## What to produce
Provide only the number of lines in the data below that contain the string "SequenceGap".

## The data
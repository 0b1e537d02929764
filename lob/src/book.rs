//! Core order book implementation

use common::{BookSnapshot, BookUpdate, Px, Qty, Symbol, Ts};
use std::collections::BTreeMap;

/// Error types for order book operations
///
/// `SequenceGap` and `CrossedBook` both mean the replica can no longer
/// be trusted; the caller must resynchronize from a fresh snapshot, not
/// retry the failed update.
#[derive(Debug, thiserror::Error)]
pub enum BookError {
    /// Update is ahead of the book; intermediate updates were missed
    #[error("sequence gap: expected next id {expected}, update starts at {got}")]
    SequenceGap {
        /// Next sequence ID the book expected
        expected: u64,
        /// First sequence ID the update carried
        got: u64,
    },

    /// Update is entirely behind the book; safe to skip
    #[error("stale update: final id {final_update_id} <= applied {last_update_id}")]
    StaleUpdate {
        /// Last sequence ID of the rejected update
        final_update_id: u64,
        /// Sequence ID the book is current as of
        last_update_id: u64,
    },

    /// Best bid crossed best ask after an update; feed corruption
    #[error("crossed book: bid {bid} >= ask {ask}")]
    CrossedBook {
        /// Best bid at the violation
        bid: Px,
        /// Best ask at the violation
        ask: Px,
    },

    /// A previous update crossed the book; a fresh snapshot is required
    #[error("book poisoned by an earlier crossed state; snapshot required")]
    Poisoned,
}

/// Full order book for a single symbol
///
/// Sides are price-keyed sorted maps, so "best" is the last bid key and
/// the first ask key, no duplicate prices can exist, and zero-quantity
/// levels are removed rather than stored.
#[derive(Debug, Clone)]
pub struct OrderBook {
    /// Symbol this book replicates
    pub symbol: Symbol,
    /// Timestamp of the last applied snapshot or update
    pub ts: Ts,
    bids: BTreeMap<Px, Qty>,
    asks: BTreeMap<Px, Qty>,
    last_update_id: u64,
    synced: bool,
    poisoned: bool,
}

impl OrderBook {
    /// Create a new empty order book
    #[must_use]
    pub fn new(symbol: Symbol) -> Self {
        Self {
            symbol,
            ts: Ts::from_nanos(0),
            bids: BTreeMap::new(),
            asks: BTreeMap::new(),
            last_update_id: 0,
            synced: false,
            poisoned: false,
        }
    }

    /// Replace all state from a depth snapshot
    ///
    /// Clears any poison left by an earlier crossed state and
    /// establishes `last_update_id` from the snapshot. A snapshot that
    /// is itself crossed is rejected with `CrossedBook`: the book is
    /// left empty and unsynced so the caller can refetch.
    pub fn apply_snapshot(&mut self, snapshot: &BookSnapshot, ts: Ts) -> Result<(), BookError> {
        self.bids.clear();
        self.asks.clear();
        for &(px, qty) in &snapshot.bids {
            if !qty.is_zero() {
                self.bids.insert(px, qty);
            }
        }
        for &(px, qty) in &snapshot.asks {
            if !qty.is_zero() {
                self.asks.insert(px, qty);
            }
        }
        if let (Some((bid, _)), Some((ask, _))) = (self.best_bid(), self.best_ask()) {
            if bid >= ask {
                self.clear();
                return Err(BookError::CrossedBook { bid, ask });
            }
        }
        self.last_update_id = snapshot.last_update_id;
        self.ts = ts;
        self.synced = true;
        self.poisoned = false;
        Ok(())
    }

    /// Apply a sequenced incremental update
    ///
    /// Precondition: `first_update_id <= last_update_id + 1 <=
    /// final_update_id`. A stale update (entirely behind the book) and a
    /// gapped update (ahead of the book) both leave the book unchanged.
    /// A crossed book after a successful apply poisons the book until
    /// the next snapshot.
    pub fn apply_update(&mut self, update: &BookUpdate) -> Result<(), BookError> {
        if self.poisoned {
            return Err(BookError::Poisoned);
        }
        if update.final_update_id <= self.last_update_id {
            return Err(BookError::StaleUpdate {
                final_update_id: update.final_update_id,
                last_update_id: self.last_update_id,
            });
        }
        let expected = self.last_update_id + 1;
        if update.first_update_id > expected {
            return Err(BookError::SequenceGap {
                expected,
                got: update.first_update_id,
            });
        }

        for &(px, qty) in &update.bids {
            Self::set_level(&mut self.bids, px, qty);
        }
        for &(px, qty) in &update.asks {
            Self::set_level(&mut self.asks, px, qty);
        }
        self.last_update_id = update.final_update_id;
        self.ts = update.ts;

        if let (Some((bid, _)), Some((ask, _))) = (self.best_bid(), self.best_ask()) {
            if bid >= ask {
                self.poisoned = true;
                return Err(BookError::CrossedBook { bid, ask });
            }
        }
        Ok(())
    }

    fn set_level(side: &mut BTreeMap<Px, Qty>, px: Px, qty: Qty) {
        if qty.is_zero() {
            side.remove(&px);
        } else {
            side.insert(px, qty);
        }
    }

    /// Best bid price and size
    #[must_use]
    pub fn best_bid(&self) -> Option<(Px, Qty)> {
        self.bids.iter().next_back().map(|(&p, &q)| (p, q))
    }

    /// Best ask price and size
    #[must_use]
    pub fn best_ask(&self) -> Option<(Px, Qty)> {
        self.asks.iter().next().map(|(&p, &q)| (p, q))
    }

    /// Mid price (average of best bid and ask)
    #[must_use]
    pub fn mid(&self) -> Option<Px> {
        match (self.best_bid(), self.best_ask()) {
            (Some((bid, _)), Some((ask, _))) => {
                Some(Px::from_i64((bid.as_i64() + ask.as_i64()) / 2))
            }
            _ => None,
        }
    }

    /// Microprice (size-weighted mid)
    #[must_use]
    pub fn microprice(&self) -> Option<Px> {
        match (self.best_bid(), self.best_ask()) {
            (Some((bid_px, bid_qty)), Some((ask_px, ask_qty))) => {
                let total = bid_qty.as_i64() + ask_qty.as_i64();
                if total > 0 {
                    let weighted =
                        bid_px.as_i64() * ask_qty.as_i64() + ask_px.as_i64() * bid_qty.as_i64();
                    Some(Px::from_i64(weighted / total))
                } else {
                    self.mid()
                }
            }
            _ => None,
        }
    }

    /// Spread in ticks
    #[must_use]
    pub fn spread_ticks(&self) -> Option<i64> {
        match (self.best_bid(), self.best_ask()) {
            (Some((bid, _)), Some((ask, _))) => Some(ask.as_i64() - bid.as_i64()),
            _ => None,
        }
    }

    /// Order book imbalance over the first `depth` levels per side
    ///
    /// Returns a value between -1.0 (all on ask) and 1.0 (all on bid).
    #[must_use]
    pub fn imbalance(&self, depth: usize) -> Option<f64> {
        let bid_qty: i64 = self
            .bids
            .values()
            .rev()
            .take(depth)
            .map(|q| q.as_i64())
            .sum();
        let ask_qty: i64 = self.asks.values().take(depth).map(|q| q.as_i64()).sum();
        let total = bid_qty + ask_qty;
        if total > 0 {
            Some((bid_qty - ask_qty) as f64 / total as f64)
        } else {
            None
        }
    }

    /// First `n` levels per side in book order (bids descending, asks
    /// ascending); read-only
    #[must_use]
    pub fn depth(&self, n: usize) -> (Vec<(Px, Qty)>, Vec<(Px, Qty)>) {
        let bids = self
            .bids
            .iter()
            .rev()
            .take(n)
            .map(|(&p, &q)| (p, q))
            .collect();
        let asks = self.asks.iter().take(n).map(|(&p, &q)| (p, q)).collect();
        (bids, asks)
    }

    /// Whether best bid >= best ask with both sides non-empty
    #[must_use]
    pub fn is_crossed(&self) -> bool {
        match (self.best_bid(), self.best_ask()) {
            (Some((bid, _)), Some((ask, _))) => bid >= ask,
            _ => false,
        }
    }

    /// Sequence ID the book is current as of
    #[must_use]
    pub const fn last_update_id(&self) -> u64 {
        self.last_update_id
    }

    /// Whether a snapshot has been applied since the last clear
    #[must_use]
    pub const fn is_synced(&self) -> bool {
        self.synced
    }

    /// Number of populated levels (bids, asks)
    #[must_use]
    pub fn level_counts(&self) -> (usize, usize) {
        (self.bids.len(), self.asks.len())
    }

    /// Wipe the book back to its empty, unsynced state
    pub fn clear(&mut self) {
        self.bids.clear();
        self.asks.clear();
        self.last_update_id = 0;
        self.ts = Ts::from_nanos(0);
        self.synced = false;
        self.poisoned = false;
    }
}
---
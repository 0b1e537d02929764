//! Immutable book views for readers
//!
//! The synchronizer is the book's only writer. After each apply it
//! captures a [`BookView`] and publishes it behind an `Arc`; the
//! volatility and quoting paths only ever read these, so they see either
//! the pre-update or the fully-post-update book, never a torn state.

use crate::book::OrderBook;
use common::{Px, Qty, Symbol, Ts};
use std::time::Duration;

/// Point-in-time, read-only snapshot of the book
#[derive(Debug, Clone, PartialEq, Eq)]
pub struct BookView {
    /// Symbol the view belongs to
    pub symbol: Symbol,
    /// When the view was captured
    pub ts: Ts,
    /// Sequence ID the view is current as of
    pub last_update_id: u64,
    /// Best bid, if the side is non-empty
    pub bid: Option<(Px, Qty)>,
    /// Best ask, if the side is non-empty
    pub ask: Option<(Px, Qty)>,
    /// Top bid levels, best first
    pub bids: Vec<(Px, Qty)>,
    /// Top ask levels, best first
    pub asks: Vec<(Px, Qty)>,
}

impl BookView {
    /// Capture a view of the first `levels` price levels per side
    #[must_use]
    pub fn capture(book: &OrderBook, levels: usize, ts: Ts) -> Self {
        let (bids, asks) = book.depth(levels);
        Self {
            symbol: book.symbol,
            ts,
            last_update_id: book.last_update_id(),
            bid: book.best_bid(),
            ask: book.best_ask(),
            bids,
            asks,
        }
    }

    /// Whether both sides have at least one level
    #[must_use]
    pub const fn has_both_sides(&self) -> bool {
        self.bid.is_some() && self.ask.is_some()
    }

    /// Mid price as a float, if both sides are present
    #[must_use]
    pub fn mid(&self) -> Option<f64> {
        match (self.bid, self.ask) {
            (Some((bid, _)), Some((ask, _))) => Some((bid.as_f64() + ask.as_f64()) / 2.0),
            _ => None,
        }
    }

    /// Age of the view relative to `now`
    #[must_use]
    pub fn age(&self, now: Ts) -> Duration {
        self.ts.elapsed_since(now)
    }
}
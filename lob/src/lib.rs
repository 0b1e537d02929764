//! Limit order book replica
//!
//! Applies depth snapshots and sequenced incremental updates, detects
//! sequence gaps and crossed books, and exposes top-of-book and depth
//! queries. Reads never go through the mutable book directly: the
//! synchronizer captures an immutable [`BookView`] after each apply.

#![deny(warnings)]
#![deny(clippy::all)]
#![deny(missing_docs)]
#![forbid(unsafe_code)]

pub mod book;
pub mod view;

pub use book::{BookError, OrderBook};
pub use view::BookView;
---
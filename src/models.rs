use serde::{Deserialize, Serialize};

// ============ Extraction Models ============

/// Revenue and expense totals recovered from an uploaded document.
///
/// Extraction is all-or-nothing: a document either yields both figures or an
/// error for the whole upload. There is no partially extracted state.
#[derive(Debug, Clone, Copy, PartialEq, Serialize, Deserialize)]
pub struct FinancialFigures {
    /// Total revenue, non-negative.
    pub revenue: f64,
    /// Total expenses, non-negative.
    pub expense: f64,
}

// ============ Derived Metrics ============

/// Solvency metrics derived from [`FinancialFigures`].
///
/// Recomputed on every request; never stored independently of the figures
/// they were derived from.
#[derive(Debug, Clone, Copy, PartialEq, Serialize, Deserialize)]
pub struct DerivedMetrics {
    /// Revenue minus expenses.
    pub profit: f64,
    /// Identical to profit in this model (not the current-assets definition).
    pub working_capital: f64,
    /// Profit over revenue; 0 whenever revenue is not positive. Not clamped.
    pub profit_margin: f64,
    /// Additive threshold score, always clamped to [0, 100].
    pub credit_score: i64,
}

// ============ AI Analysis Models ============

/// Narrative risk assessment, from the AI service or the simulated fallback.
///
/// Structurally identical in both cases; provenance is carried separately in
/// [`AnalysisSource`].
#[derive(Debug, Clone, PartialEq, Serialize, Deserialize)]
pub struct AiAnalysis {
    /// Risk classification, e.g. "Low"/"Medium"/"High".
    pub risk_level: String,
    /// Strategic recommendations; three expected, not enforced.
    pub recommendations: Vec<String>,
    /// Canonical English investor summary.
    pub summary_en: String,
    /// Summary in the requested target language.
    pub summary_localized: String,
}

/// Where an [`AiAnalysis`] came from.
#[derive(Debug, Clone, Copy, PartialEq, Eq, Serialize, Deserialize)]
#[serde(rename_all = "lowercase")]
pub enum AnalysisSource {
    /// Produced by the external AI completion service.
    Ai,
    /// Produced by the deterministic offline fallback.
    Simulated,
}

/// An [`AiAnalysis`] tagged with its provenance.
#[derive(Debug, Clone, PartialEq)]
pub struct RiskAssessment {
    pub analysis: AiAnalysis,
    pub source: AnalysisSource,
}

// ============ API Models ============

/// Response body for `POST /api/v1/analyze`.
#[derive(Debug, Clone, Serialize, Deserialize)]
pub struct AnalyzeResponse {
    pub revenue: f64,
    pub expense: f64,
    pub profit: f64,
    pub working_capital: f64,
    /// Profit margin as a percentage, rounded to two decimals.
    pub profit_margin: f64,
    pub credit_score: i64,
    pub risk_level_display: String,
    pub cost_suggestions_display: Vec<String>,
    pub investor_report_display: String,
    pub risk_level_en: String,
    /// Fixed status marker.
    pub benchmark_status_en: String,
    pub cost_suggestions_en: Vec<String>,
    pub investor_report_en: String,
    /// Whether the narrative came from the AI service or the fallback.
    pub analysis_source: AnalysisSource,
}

## Answer box
3